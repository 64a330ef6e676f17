// Configuration management for route-compare
// Supports CLI arguments, config file (TOML), and environment variables

use crate::error::{AppError, AppResult};
use crate::routes::{EntrySelection, InstanceFilter};
use clap::{Parser, ValueEnum};
use serde::{Deserialize, Serialize};
use std::path::{Path, PathBuf};
use tracing::Level;

const DEFAULT_CONFIG_PATHS: [&str; 2] = ["route-compare.toml", "config.toml"];

/// RouteCompare for JunOS devices - compares 'show route | display xml' output
#[derive(Parser, Debug, Clone, Default)]
#[command(name = "route-compare")]
#[command(author, version, about, long_about = None)]
pub struct CliArgs {
    /// pre XML file
    #[arg(long, env = "ROUTE_COMPARE_PRE")]
    pub pre: Option<PathBuf>,

    /// post XML file
    #[arg(long, env = "ROUTE_COMPARE_POST")]
    pub post: Option<PathBuf>,

    /// List of routing tables separated by a comma, or ALL [default: ALL]
    #[arg(long, env = "ROUTE_COMPARE_VRF")]
    pub vrf: Option<String>,

    /// on or off to write tables to files [default: off]
    #[arg(long, value_enum, env = "ROUTE_COMPARE_FILE_OUTPUT")]
    pub file_output: Option<FileOutput>,

    /// Directory for file output [default: .]
    #[arg(long, env = "ROUTE_COMPARE_OUTPUT_DIR")]
    pub output_dir: Option<PathBuf>,

    /// Report format [default: table]
    #[arg(long, value_enum, env = "ROUTE_COMPARE_FORMAT")]
    pub format: Option<OutputFormat>,

    /// Which rt-entry records to compare for each destination [default: active]
    #[arg(long, value_enum, env = "ROUTE_COMPARE_ENTRIES")]
    pub entries: Option<EntrySelection>,

    /// Logging level (error, warn, info, debug, trace) [default: warn]
    #[arg(short, long, env = "ROUTE_COMPARE_LOG")]
    pub log_level: Option<String>,

    /// Path to configuration file
    #[arg(short, long, env = "ROUTE_COMPARE_CONFIG")]
    pub config: Option<PathBuf>,
}

impl CliArgs {
    /// Both snapshot paths, if given.
    pub fn snapshots(&self) -> Option<(PathBuf, PathBuf)> {
        Some((self.pre.clone()?, self.post.clone()?))
    }
}

#[derive(Debug, Clone, Copy, Default, PartialEq, Eq, Serialize, Deserialize, ValueEnum)]
#[serde(rename_all = "lowercase")]
pub enum FileOutput {
    On,
    #[default]
    Off,
}

#[derive(Debug, Clone, Copy, Default, PartialEq, Eq, Serialize, Deserialize, ValueEnum)]
#[serde(rename_all = "lowercase")]
pub enum OutputFormat {
    #[default]
    Table,
    Json,
}

/// Configuration file structure (TOML format)
#[derive(Debug, Clone, Serialize, Deserialize, Default)]
pub struct ConfigFile {
    /// Comparison settings
    #[serde(default)]
    pub compare: CompareConfig,

    /// Output settings
    #[serde(default)]
    pub output: OutputConfig,

    /// Logging settings
    #[serde(default)]
    pub logging: LoggingConfig,
}

#[derive(Debug, Clone, Serialize, Deserialize)]
pub struct CompareConfig {
    /// Routing instances to compare, comma separated, or ALL
    #[serde(default = "default_vrf")]
    pub vrf: String,

    #[serde(default)]
    pub entries: EntrySelection,
}

#[derive(Debug, Clone, Serialize, Deserialize)]
pub struct OutputConfig {
    #[serde(default)]
    pub file_output: FileOutput,

    #[serde(default)]
    pub format: OutputFormat,

    /// Directory the report files are written to
    #[serde(default = "default_output_dir")]
    pub directory: PathBuf,
}

#[derive(Debug, Clone, Serialize, Deserialize)]
pub struct LoggingConfig {
    /// Log level (error, warn, info, debug, trace)
    #[serde(default = "default_log_level")]
    pub level: String,
}

// Default value functions
fn default_vrf() -> String {
    "ALL".to_string()
}
fn default_output_dir() -> PathBuf {
    PathBuf::from(".")
}
fn default_log_level() -> String {
    "warn".to_string()
}

impl Default for CompareConfig {
    fn default() -> Self {
        CompareConfig {
            vrf: default_vrf(),
            entries: EntrySelection::default(),
        }
    }
}

impl Default for OutputConfig {
    fn default() -> Self {
        OutputConfig {
            file_output: FileOutput::default(),
            format: OutputFormat::default(),
            directory: default_output_dir(),
        }
    }
}

impl Default for LoggingConfig {
    fn default() -> Self {
        LoggingConfig {
            level: default_log_level(),
        }
    }
}

impl ConfigFile {
    /// Load the file named on the command line, or the first default
    /// location that exists. No file at all yields the defaults.
    pub fn load(explicit: Option<&Path>) -> AppResult<Self> {
        if let Some(path) = explicit {
            return Self::read(path);
        }

        for path in DEFAULT_CONFIG_PATHS.iter().map(Path::new) {
            if path.exists() {
                return Self::read(path);
            }
        }

        Ok(ConfigFile::default())
    }

    fn read(path: &Path) -> AppResult<Self> {
        tracing::info!("Loading configuration from: {}", path.display());
        let content = std::fs::read_to_string(path).map_err(|e| AppError::io(path, e))?;
        toml::from_str(&content)
            .map_err(|e| AppError::Config(format!("{}: {}", path.display(), e)))
    }
}

/// Merged configuration from all sources
#[derive(Debug, Clone)]
pub struct Config {
    pub pre: PathBuf,
    pub post: PathBuf,
    pub filter: InstanceFilter,
    pub entries: EntrySelection,
    pub file_output: FileOutput,
    pub format: OutputFormat,
    pub output_dir: PathBuf,
}

impl Config {
    /// Merge CLI args over the config file.
    /// Priority: CLI args (or their environment variables) > Config file > Defaults
    pub fn merge(cli: &CliArgs, file: ConfigFile) -> AppResult<Self> {
        let (pre, post) = cli
            .snapshots()
            .ok_or_else(|| AppError::Config("both --pre and --post are required".to_string()))?;

        let vrf = cli.vrf.clone().unwrap_or(file.compare.vrf);
        let filter = vrf.parse::<InstanceFilter>().map_err(AppError::Config)?;

        Ok(Config {
            pre,
            post,
            filter,
            entries: cli.entries.unwrap_or(file.compare.entries),
            file_output: cli.file_output.unwrap_or(file.output.file_output),
            format: cli.format.unwrap_or(file.output.format),
            output_dir: cli.output_dir.clone().unwrap_or(file.output.directory),
        })
    }
}

/// Log level from the command line, else the config file.
pub fn log_level(cli: &CliArgs, file: &ConfigFile) -> AppResult<Level> {
    parse_log_level(cli.log_level.as_deref().unwrap_or(&file.logging.level))
}

fn parse_log_level(level_str: &str) -> AppResult<Level> {
    match level_str.to_lowercase().as_str() {
        "error" => Ok(Level::ERROR),
        "warn" => Ok(Level::WARN),
        "info" => Ok(Level::INFO),
        "debug" => Ok(Level::DEBUG),
        "trace" => Ok(Level::TRACE),
        _ => Err(AppError::Config(format!("Invalid log level: {}", level_str))),
    }
}

#[cfg(test)]
mod tests {
    use super::*;
    use std::collections::BTreeSet;

    fn cli_with_snapshots() -> CliArgs {
        CliArgs {
            pre: Some(PathBuf::from("pre.xml")),
            post: Some(PathBuf::from("post.xml")),
            ..CliArgs::default()
        }
    }

    #[test]
    fn test_default_config() {
        let config = ConfigFile::default();
        assert_eq!(config.compare.vrf, "ALL");
        assert_eq!(config.compare.entries, EntrySelection::Active);
        assert_eq!(config.output.file_output, FileOutput::Off);
        assert_eq!(config.output.format, OutputFormat::Table);
    }

    #[test]
    fn test_parse_log_level() {
        assert!(matches!(parse_log_level("info"), Ok(Level::INFO)));
        assert!(matches!(parse_log_level("DEBUG"), Ok(Level::DEBUG)));
        assert!(parse_log_level("invalid").is_err());
    }

    #[test]
    fn test_cli_flags() {
        let cli = CliArgs::try_parse_from([
            "route-compare",
            "--pre",
            "a.xml",
            "--post",
            "b.xml",
            "--vrf",
            "inet.0,CUST-A.inet.0",
            "--file-output",
            "on",
        ])
        .unwrap();

        let config = Config::merge(&cli, ConfigFile::default()).unwrap();
        assert_eq!(config.pre, PathBuf::from("a.xml"));
        assert_eq!(config.post, PathBuf::from("b.xml"));
        assert_eq!(config.file_output, FileOutput::On);
        let names: BTreeSet<String> = ["inet.0", "CUST-A.inet.0"].map(String::from).into();
        assert_eq!(config.filter, InstanceFilter::Only(names));
    }

    #[test]
    fn test_file_output_rejects_other_values() {
        let parsed = CliArgs::try_parse_from(["route-compare", "--file-output", "maybe"]);
        assert!(parsed.is_err());
    }

    #[test]
    fn test_missing_snapshot_is_config_error() {
        let cli = CliArgs {
            pre: Some(PathBuf::from("pre.xml")),
            ..CliArgs::default()
        };
        assert!(cli.snapshots().is_none());
        assert!(matches!(
            Config::merge(&cli, ConfigFile::default()),
            Err(AppError::Config(_))
        ));
    }

    #[test]
    fn test_cli_overrides_config_file() {
        let file: ConfigFile = toml::from_str(
            r#"
            [compare]
            vrf = "inet.0"
            entries = "every"

            [output]
            format = "json"
            directory = "/tmp/reports"
            "#,
        )
        .unwrap();

        let mut cli = cli_with_snapshots();
        cli.format = Some(OutputFormat::Table);

        let config = Config::merge(&cli, file).unwrap();
        assert!(config.filter.includes("inet.0"));
        assert!(!config.filter.includes("inet6.0"));
        assert_eq!(config.entries, EntrySelection::Every);
        assert_eq!(config.format, OutputFormat::Table);
        assert_eq!(config.output_dir, PathBuf::from("/tmp/reports"));
        assert_eq!(config.file_output, FileOutput::Off);
    }

    #[test]
    fn test_empty_vrf_is_rejected() {
        let mut cli = cli_with_snapshots();
        cli.vrf = Some(",".to_string());
        assert!(matches!(
            Config::merge(&cli, ConfigFile::default()),
            Err(AppError::Config(_))
        ));
    }

    #[test]
    fn test_load_explicit_config_file() {
        let dir = tempfile::tempdir().unwrap();
        let path = dir.path().join("route-compare.toml");
        std::fs::write(&path, "[logging]\nlevel = \"debug\"\n").unwrap();

        let file = ConfigFile::load(Some(&path)).unwrap();
        assert_eq!(file.logging.level, "debug");
        assert!(matches!(
            log_level(&CliArgs::default(), &file),
            Ok(Level::DEBUG)
        ));
    }
}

══════════

[Exercise] Reproduce the entries above exactly, starting at their first line and finishing with the line that contains "#[derive(Parser, Debug, Clone, Default)]".

[Answer box]
repository 64a330ef6e676f17
// Configuration management for route-compare
// Supports CLI arguments, config file (TOML), and environment variables

use crate::error::{AppError, AppResult};
use crate::routes::{EntrySelection, InstanceFilter};
use clap::{Parser, ValueEnum};
use serde::{Deserialize, Serialize};
use std::path::{Path, PathBuf};
use tracing::Level;

const DEFAULT_CONFIG_PATHS: [&str; 2] = ["route-compare.toml", "config.toml"];

/// RouteCompare for JunOS devices - compares 'show route | display xml' output
#[derive(Parser, Debug, Clone, Default)]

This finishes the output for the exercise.